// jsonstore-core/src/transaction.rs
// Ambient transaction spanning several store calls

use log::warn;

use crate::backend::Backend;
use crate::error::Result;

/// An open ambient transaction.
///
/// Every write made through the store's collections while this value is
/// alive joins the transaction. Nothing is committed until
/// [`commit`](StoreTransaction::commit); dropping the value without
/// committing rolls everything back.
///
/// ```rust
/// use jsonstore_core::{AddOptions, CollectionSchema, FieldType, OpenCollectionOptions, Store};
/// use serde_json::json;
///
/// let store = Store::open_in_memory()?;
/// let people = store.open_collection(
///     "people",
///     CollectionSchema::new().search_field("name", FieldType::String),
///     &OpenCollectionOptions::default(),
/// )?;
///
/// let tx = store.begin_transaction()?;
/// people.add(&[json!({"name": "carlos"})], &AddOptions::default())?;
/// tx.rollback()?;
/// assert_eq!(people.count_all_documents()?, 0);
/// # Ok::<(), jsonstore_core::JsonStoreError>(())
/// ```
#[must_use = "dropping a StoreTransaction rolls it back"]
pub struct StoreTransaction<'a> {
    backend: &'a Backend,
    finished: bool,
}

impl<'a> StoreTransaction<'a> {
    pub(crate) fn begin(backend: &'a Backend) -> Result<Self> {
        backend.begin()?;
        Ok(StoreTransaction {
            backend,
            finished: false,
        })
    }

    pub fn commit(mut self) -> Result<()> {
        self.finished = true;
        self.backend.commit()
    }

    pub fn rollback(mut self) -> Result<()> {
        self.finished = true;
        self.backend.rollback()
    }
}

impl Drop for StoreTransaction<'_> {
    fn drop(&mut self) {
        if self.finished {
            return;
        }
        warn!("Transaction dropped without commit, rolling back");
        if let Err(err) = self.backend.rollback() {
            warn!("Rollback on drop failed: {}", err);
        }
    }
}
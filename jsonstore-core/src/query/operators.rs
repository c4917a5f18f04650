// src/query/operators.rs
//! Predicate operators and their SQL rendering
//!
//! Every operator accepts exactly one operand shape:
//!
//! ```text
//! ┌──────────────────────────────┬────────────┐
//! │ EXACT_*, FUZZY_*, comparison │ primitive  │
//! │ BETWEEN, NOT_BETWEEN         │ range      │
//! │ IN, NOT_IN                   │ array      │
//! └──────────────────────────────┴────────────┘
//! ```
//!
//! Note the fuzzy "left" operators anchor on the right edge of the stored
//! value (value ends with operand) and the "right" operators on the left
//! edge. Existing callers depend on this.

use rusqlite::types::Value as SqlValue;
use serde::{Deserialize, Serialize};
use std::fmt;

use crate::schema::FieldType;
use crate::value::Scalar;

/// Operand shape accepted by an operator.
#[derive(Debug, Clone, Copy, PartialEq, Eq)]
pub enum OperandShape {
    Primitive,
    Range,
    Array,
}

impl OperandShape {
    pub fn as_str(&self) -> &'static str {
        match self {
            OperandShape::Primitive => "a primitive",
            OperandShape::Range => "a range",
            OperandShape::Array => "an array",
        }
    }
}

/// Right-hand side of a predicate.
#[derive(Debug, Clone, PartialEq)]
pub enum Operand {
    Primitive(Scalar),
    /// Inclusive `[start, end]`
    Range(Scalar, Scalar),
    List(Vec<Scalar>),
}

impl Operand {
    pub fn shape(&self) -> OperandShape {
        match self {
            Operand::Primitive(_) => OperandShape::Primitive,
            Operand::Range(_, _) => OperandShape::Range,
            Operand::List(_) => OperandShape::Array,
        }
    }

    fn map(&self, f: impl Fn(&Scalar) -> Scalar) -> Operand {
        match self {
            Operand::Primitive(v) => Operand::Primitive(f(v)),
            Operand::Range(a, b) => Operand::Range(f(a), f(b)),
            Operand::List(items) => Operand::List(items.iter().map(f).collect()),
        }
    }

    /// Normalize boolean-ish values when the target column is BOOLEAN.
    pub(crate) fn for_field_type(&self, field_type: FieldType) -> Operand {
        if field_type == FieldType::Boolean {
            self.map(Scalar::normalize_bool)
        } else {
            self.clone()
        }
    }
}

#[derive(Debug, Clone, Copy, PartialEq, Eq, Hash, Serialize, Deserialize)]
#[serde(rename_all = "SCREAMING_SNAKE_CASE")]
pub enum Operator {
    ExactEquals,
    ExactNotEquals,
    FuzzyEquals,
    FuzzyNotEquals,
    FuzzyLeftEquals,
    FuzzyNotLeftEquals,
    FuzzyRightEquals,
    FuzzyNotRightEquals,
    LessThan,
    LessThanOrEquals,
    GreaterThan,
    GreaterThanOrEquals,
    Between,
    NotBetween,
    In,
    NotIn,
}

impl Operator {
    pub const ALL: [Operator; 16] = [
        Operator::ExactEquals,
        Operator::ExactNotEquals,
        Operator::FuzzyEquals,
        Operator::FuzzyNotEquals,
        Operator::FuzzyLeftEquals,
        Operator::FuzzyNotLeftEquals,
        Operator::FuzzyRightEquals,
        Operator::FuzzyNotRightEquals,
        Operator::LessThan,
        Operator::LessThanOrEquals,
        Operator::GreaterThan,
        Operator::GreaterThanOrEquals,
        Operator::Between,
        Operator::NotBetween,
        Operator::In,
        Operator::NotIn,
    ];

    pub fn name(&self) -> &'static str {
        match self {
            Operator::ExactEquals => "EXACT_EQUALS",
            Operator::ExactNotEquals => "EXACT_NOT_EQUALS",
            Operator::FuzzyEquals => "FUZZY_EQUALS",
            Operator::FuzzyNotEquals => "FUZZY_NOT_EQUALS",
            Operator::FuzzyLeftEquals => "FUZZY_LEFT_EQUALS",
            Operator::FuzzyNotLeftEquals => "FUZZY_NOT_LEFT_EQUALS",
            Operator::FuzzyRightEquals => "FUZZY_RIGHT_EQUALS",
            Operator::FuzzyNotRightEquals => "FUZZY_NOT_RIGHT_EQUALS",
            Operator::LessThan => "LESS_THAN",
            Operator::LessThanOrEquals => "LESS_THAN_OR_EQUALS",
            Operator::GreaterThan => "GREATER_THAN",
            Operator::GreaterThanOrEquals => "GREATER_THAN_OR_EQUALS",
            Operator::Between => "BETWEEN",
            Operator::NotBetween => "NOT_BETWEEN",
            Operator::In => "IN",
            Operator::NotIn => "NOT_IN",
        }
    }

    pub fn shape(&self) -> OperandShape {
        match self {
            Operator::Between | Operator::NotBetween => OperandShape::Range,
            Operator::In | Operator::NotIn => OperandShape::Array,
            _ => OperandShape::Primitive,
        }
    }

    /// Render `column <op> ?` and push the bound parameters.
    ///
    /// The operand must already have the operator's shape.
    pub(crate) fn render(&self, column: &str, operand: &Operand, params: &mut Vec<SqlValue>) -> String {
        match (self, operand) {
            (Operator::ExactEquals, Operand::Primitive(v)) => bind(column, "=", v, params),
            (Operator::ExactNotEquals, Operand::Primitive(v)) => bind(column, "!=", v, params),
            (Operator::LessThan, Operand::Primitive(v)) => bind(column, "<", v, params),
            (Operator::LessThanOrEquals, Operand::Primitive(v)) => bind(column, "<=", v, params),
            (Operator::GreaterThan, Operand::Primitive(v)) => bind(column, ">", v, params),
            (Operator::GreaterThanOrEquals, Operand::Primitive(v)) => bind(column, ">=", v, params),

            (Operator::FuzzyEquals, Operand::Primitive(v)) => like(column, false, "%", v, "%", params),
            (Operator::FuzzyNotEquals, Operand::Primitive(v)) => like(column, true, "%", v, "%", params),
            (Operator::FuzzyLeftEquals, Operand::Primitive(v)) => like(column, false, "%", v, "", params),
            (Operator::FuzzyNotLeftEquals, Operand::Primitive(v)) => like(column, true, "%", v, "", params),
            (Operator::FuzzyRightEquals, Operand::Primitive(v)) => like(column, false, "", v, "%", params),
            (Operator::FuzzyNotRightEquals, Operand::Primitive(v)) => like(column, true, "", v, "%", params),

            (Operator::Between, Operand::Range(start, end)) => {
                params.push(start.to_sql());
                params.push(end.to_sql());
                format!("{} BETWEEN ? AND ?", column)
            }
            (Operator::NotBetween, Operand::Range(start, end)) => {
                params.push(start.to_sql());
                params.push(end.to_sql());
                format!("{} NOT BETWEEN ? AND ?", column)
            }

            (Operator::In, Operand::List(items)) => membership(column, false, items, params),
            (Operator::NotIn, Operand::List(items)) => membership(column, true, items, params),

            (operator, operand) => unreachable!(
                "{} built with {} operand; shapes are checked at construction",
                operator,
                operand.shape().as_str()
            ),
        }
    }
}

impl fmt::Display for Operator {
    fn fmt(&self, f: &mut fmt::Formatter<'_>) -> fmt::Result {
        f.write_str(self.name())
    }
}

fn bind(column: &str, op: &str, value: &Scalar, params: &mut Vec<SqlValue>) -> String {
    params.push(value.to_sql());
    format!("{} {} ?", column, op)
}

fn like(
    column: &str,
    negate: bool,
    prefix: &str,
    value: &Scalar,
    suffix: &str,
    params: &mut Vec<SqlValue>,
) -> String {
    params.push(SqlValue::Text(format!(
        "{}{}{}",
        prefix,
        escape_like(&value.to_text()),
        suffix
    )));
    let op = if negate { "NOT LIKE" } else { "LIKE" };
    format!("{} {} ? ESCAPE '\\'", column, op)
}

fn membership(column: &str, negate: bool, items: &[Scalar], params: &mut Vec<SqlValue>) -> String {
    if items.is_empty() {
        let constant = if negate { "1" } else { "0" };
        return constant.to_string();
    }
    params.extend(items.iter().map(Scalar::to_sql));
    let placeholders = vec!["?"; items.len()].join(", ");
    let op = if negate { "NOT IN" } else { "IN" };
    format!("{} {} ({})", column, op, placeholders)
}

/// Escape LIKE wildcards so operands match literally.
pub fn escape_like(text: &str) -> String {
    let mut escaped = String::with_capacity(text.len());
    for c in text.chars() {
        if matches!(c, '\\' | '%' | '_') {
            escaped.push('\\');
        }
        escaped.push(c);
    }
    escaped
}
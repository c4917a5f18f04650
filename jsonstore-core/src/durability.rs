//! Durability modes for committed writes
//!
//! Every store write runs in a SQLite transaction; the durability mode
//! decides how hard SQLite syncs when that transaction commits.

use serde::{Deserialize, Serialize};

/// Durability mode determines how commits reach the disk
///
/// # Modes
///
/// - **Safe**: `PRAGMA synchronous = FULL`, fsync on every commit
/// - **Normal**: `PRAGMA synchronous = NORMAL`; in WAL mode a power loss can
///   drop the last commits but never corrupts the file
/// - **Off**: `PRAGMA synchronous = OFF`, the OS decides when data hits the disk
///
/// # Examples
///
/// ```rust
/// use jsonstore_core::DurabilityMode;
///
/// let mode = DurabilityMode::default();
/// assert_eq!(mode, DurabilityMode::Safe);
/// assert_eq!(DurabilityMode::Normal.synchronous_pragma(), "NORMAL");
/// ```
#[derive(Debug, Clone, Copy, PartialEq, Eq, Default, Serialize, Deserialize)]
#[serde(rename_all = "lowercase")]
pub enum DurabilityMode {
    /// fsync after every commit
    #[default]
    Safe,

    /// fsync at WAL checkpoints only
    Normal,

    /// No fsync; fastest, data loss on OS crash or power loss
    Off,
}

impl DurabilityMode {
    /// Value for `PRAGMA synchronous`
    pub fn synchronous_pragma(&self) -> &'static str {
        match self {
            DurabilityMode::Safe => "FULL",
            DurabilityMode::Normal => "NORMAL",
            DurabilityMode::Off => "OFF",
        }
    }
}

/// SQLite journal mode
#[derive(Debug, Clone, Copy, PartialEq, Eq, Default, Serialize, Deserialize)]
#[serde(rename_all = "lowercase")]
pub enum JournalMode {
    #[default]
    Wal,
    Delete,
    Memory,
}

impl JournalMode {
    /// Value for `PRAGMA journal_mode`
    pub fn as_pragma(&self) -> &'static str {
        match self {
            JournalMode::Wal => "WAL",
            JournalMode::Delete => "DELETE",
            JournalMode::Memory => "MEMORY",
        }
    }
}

PROBLEM DESCRIPTION: All lines above that contain the word "this" are to be copied.

ANSWER SPACE:
/// Every write made through the store's collections while this value is
//! edge. Existing callers depend on this.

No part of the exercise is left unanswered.